In May 2019 the Harsa factory closed and the production line was transferred to Turkey.  This was the last nail in the coffin of a process that began in the 90’s of the previous century when one after the other the ceramics factories of Lapid and Neeman closed down.

The exhibition Requiem to Harsa is a kind of tribute to the entire industry – industry that creates culture – that existed in Israel between the years 1950 – 1970 and numbered about 15 different factories.

‘Industry creates culture’ refers to all the industries that contribute to the crystallization of identity and culture of a place  From the beginning of the 1930’s ceramic factories were established in a conscious effort to create a local identity and until the 1980’s the ceramics made by the factories (Lapid, Neeman, Palkeramik, Kernat, Bror Hayil, Kadar and many others) were considered an expression of a local developing culture.

In the 1990’s, local industry was unprotected from globalization and one factory after the next closed down and the real estate became economically more valuable than the factory and its production.  The country, that at the beginning of its existence encouraged local manufacture – gave up on the industry as a cultural asset and the economic situation became a struggle for survival and froze any hope for new designs that would express the change in times.
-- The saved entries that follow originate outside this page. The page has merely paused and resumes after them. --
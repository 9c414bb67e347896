//! MySQL MCP Server - Main entry point.
//!
//! This server provides MCP (Model Context Protocol) tools that let AI
//! assistants inspect and query MySQL through a read-only SQL gate.

use clap::Parser;
use mysql_mcp_server::config::{Config, TransportMode};
use mysql_mcp_server::db::{ConnectionRegistry, QueryExecutor};
use mysql_mcp_server::mcp::MySqlService;
use mysql_mcp_server::transport::{HttpTransport, StdioTransport, Transport};
use std::sync::Arc;
use tracing::{error, info, warn};
use tracing_subscriber::{EnvFilter, fmt, prelude::*};

/// Initialize the tracing subscriber for logging.
///
/// Logs go to stderr: with the stdio transport, stdout carries the protocol.
fn init_tracing(config: &Config) {
    let filter =
        EnvFilter::try_from_default_env().unwrap_or_else(|_| EnvFilter::new(&config.log_level));

    let subscriber = tracing_subscriber::registry().with(filter);

    if config.json_logs {
        subscriber
            .with(fmt::layer().json().with_writer(std::io::stderr))
            .init();
    } else {
        subscriber
            .with(
                fmt::layer()
                    .with_target(true)
                    .with_thread_ids(false)
                    .with_writer(std::io::stderr),
            )
            .init();
    }
}

fn print_usage() {
    eprintln!("Error: At least one MySQL connection must be configured.");
    eprintln!();
    eprintln!("Usage: mysql-mcp-server --connection <dsn>");
    eprintln!("       mysql-mcp-server --connection <name>=<dsn>");
    eprintln!();
    eprintln!("DSN format: user:password@tcp(host:port)/database?param=value");
    eprintln!();
    eprintln!("Examples:");
    eprintln!("  mysql-mcp-server -c 'reader:secret@tcp(localhost:3306)/shop'");
    eprintln!("  mysql-mcp-server -c 'main=reader:secret@tcp(db:3306)/shop' \\");
    eprintln!("                   -c 'bi=reader:secret@tcp(replica:3306)/reports' --ssl true");
}

#[tokio::main]
async fn main() -> Result<(), Box<dyn std::error::Error>> {
    let config = Config::parse();
    init_tracing(&config);

    if config.connections.is_empty() {
        print_usage();
        std::process::exit(1);
    }

    info!(
        transport = %config.transport,
        "Starting MySQL MCP Server v{}",
        env!("CARGO_PKG_VERSION")
    );

    let connection_configs = config.connection_configs()?;

    if config.allow_writable_principal {
        warn!(
            "Connections are reported as writable. Statements are still gated, but the MySQL \
             principal should only hold SELECT and SHOW VIEW privileges"
        );
    }

    let registry = Arc::new(ConnectionRegistry::new());
    for connection in connection_configs {
        if let Err(e) = registry.add(connection).await {
            error!(error = %e, "Failed to open connection");
            registry.close().await;
            return Err(e.into());
        }
    }
    info!(count = registry.len().await, "Connections ready");

    let executor = QueryExecutor::new(config.query_timeout(), config.max_rows);
    let service = MySqlService::new(registry, executor);

    let result = match config.transport {
        TransportMode::Stdio => {
            let transport = StdioTransport::new(service);
            info!(transport = transport.name(), "Using stdio transport");
            transport.run().await
        }
        TransportMode::Http => {
            info!(
                host = %config.http_host,
                port = config.http_port,
                endpoint = %config.mcp_endpoint,
                "Using HTTP transport"
            );
            let transport = HttpTransport::new(
                service,
                &config.http_host,
                config.http_port,
                &config.mcp_endpoint,
            );
            transport.run().await
        }
    };

    if let Err(e) = result {
        error!(error = %e, "Server error");
        return Err(e.into());
    }

    info!("Server shutdown complete");
    Ok(())
}
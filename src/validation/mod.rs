//! The SQL safety gate.
//!
//! Every piece of caller text that reaches MySQL passes through this module:
//! identifiers are quoted by [`quote`], whole statements are checked by
//! [`validate_combined`], and fragments spliced into fixed templates are
//! checked by [`validate_select_columns`] and [`validate_where`].
//!
//! All validators are pure functions over `&str`. They perform no I/O and
//! keep no state between calls.

pub mod fragment;
pub mod identifier;
pub mod lexical;
pub mod literal;
pub mod parser;

pub use fragment::{MAX_WHERE_LENGTH, validate_select_columns, validate_where};
pub use identifier::{MAX_IDENTIFIER_LENGTH, quote, quote_qualified, validate_identifier};
pub use lexical::{READ_ONLY_PREFIXES, validate_sql};
pub use literal::strip_literals;
pub use parser::{
    DANGEROUS_FUNCTIONS, FORBIDDEN_SCHEMAS, StatementKind, validate_combined,
    validate_with_parser,
};
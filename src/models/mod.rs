//! Data models for the MySQL MCP Server.
//!
//! This module re-exports all model types used throughout the application.

pub mod connection;
pub mod query;
pub mod schema;

// Re-export commonly used types
pub use connection::{ConnectionConfig, ConnectionSummary};
pub use query::{DEFAULT_ROW_LIMIT, MAX_ROW_LIMIT, QueryResult, effective_row_limit};
pub use schema::{
    ColumnDefinition, IndexColumnRow, IndexInfo, TableInfo, TableType, format_size,
    group_index_rows,
};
And so, these factories became a financial burden and their products outdated and irrelevant.

The products made by the Israeli ceramic factories had a unique style which in most cases turned its back on the fine European style.  The forms were mostly Modernist and geometric – a little clumsy but charming, decorated with local landscapes and coloring.

Harsa, which closed a few months ago was a unique and interesting example of connecting between a commercial production line and the creation of artistic objects made in the “ceramic art department” of the factory.  In 1955, a few years after the establishment of the factory, Nehemia Azaz created this department.  The department was active for about 10 years and was a great success on several levels: the department created an original body of work which was commercially successful in the young Israel and abroad and increased the number of employees in the factory, especially women from Beer Sheva and the surroundings, and so enabled tens of women to specialize in drawing on ceramics.
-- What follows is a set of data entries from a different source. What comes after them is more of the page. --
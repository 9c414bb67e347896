//! Identifier quoting.
//!
//! Introspection statements such as `SHOW FULL COLUMNS FROM db.table` cannot
//! take bound parameters in the object-name positions, so caller-supplied names
//! have to be spliced into the SQL text. [`quote`] is the only path by which
//! that happens anywhere in the crate.

use crate::error::{DbError, DbResult};

/// MySQL's limit on identifier length.
pub const MAX_IDENTIFIER_LENGTH: usize = 64;

/// Characters that may never appear in a caller-supplied identifier.
const FORBIDDEN_CHARS: [(char, &str); 7] = [
    (' ', "space"),
    ('\t', "tab"),
    ('\n', "line feed"),
    ('\r', "carriage return"),
    (';', "semicolon"),
    ('`', "backtick"),
    ('\\', "backslash"),
];

/// Check that `name` is an acceptable identifier without quoting it.
pub fn validate_identifier(name: &str) -> DbResult<()> {
    if name.is_empty() {
        return Err(DbError::invalid_identifier(name, "identifier cannot be empty"));
    }

    let len = name.chars().count();
    if len > MAX_IDENTIFIER_LENGTH {
        return Err(DbError::invalid_identifier(
            name,
            format!(
                "identifier exceeds maximum length of {} characters (got {})",
                MAX_IDENTIFIER_LENGTH, len
            ),
        ));
    }

    if let Some((_, label)) = FORBIDDEN_CHARS.iter().find(|(c, _)| name.contains(*c)) {
        return Err(DbError::invalid_identifier(
            name,
            format!("identifier contains a forbidden character ({})", label),
        ));
    }

    Ok(())
}

/// Quote an identifier for interpolation into MySQL SQL text.
///
/// # Examples
///
/// ```
/// use mysql_mcp_server::validation::quote;
///
/// assert_eq!(quote("users").unwrap(), "`users`");
/// assert!(quote("user table").is_err());
/// ```
pub fn quote(name: &str) -> DbResult<String> {
    validate_identifier(name)?;
    Ok(format!("`{}`", name))
}

/// Quote a `database.table` pair, each side independently.
pub fn quote_qualified(database: &str, table: &str) -> DbResult<String> {
    Ok(format!("{}.{}", quote(database)?, quote(table)?))
}

#[cfg(test)]
mod tests {
    use super::*;

    #[test]
    fn test_quote_simple() {
        assert_eq!(quote("users").unwrap(), "`users`");
        assert_eq!(quote("order_items_2024").unwrap(), "`order_items_2024`");
        assert_eq!(quote("Ünïcödé").unwrap(), "`Ünïcödé`");
    }

    #[test]
    fn test_quote_rejects_empty() {
        assert!(matches!(
            quote(""),
            Err(DbError::InvalidIdentifier { .. })
        ));
    }

    #[test]
    fn test_quote_length_boundary() {
        let ok = "a".repeat(MAX_IDENTIFIER_LENGTH);
        assert_eq!(quote(&ok).unwrap(), format!("`{}`", ok));

        let too_long = "a".repeat(MAX_IDENTIFIER_LENGTH + 1);
        assert!(matches!(
            quote(&too_long),
            Err(DbError::InvalidIdentifier { .. })
        ));
    }

    #[test]
    fn test_quote_length_counts_characters() {
        // 64 two-byte characters is still 64 characters.
        let name = "é".repeat(MAX_IDENTIFIER_LENGTH);
        assert!(quote(&name).is_ok());
    }

    #[test]
    fn test_quote_rejects_each_forbidden_char() {
        for c in [' ', '\t', '\n', '\r', ';', '`', '\\'] {
            let name = format!("a{}b", c);
            assert!(
                matches!(quote(&name), Err(DbError::InvalidIdentifier { .. })),
                "{:?} should be rejected",
                c
            );
        }
    }

    #[test]
    fn test_quote_allows_dots_and_dashes() {
        // The quoter does not split; callers quote each part separately.
        assert_eq!(quote("my-db").unwrap(), "`my-db`");
    }

    #[test]
    fn test_quote_qualified() {
        assert_eq!(quote_qualified("shop", "orders").unwrap(), "`shop`.`orders`");
        assert!(quote_qualified("shop", "bad;name").is_err());
        assert!(quote_qualified("", "orders").is_err());
    }
}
The principle introduced by Azaz was simple: the sanitary fittings loaded in the kiln took a certain volume, but the spaces between the basins and toilets could be filled by the artistic pots at no extra firing cost.
The artistic department was active for about 10 years.  In the first five years Nehemia Azaz established and managed the department. In the last 5 years the artistic director was Pnina Zamir Amir. 

Despite the relatively short period of time, the artistic department at Harsa made a big cultural contribution.  The model of cooperation between artists and industry – common in Europe – was very successful at Harsa and Azaz noted that the closing of the department was not for economic reasons but internal politics in the factory and the lack of protection from Kor – the owners of the factory.

The exhibition, Requiem to Harsa, raises questions about the relationship between industry and art in a post-industrial era, with the destruction of local ‘industry creates culture’ entirely. Was it possible to create an on-going relevant, economically, culturally viable with innovative production and an interesting symbiotic relationship between art and the production line?

The exhibition shows ceramic works made by Nehemia Azaz and Pnina Zamir Amir from the collection of Avi Hadar, together with an installation of Harsa sanitary fittings created by Omri Fisher (industrial designer) and Bar Mosan Levi (architect)  The installation is a poetic expression of sanitary fittings as well as a critical stance on the disappearance of the local production.  In addition, there are historic photographs from the ‘artistic ceramics department’ from the 1960’s and photographs of the Harsa production line taken in the last few years by students of the technology course during a tour of the factory in their studies in the Industrial Design Department of HIT – Holon Institute of Technology.

Video by Shani Balaga.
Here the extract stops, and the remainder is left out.